We don't think about our iSCSI backends all that often. Really, we don't think about them at all. They're just kind of there, sitting quietly in racks and quietly working away. They haven't even sent in any SMART complaints about their data disks yet (although I'm sure that'll start happening in another year or two, unless we got really lucky or unlucky with these HDs).

Recently, though, we got email from the IPMI monitoring on one and as a result I wound up logging in to it. This caused me to notice just how long the production iSCSI backends have been up: from 557 days for the hot spare backend to 726 days for a pair used by one fileserver. As it turns out, this uptime is not arbitrary; it dates back to our forced switch from 10G to 1G networking, when we put 1G cards into everything in our fileserver infrastructure. They've been running untouched (and trouble-free) since then, faithfully handling what has undoubtedly been tens or hundreds of terabytes of IO by now.

Of course you can't get this kind of extreme stability if you change things like kernels so yeah, we haven't been. By now there's a whole collection of CentOS 7 updates that they don't have, which is okay (in our view) because these machines are appliances. We have them working and we have them locked down, and we like them just the way they are now. Based on our past experience with the previous generation of backends, they'll probably stay like this until they're decommissioned.

(This is really the rigid tradeoff of uptime; to get a high uptime, you can't touch things even when maybe you should. We shouldn't worship uptimes as a fetish; high uptimes are merely one means of achieving a goal, and avoiding reboots can sometimes cause problems. But for these machines, not touching them (including not rebooting them) is currently the easiest way to achieve our goal of an extremely stable fileserver environment.)

With all of that said, I have to admit that there's something in me that likes seeing large uptimes, especially on Linux machines. It's been a long time since I ran anything that normally got that sort of uptime and it's nice to see it once again, even if I know the cost of getting there.

(My workstations will never get that kind of uptime any more, because getting that kind of uptime requires being well behind the times. Two or three years is a long time in software releases of things that I like.)

Comments on this page:

By Arnie at 2016-10-16 01:06:41:

What a ridiculous article. I'm running 4 instances of Linux (2 servers, 1 desktop, 1 laptop: CentOS/Fedora/Ubuntu/Mint) and they are all stable. In fact, that is one of the draws of Linux, is it's more stable and more secure than Windows.

By Miksa at 2016-10-19 04:15:53:

@Arnie, you seem to have better luck than me. On my Fedora 24 computer the past couple times when I've run normal dnf update, KDE has crashed or shut down and restarted, and I've lost all my running programs. And setting up my triple-head monitors has been bigger hassle than ever on Windows.

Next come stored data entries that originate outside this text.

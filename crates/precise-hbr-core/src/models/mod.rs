//! Domain models for the PRECISE-HBR scoring pipeline.

mod clinical;
mod score;
mod tradeoff;

pub use clinical::*;
pub use score::*;
pub use tradeoff::*;
//! PRECISE-HBR Core Library
//!
//! Deterministic clinical bleeding-risk scoring over structured patient
//! data, with a companion bleeding/thrombosis tradeoff estimate.
//!
//! # Architecture
//!
//! ```text
//! Raw clinical bundle ──► Unit Conversion ──┐
//!          │                                │
//!          └──────────► Concept Matching ───┤
//!                    (SNOMED / ICD-10 / NHI │
//!                     / keyword fallback)   │
//!                                           ▼
//!                                   Input Extraction
//!                                 (clamping, missing-
//!                                   field tracking)
//!                                           │
//!                                           ▼
//!                                    Scoring Engine ──► Risk Classifier
//!                                           │
//!  Detected tradeoff factors ───────────────┴──► Tradeoff Hazard Model
//! ```
//!
//! # Core principle
//!
//! Partial data never aborts a calculation. A lab value that cannot be
//! converted, a malformed condition record, or a missing demographic
//! degrades to "value absent" / "factor not detected" and scoring
//! proceeds; the report names what was missing. The single fatal error is
//! a reference-configuration load failure at startup.
//!
//! # Modules
//!
//! - [`config`]: reference configuration (code tables, keywords, thresholds)
//! - [`models`]: domain types (clinical records, score inputs/outputs)
//! - [`units`]: unit conversion and eGFR derivation
//! - [`matcher`]: concept matching across coding systems
//! - [`scoring`]: input extraction, the scoring engine, risk classification
//! - [`tradeoff`]: hazard-ratio composition and Cox probabilities

pub mod config;
pub mod matcher;
pub mod models;
pub mod scoring;
pub mod tradeoff;
pub mod units;

// Re-export commonly used types
pub use config::{builtin_tradeoff_model, ConfigError, ReferenceConfig};
pub use models::{
    ArcHbrFactors, ClinicalBundle, Demographics, DetectedFactors, Gender, MissingField,
    RiskCategory, RiskCategoryInfo, ScoreInputs, ScoreReport, TradeoffFlags, TradeoffModel,
    TradeoffResult,
};
pub use scoring::{calculate_pure_score, risk_category_info, Scorer};
pub use tradeoff::TradeoffCalculator;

But I believe you and Chris are talking about different kind of stability. You mean stability in the sense of not crashing, but I understood Chris' stability as "system continuing to behave in expected manner for extended period of time". And updates can certainly be a hazard for this kind of stability based on my experience of administering hundreds of RHEL servers, and RHEL is about the most stable Linux distribution that exists.

Maybe there is an update to Java that changes some configuration setting to the default and the service depending on Java doesn't work with the default setting. Or maybe there is an update to Abrtd, but the new package is missing a critical dependency of some Python package. So the next time some minor app crashes and launches abrtd, the abrtd also crashes, launches abortd and so on, and ends up sending thousands of emails to root. We noticed that problem when email admins complained.

Written on 05 October 2016.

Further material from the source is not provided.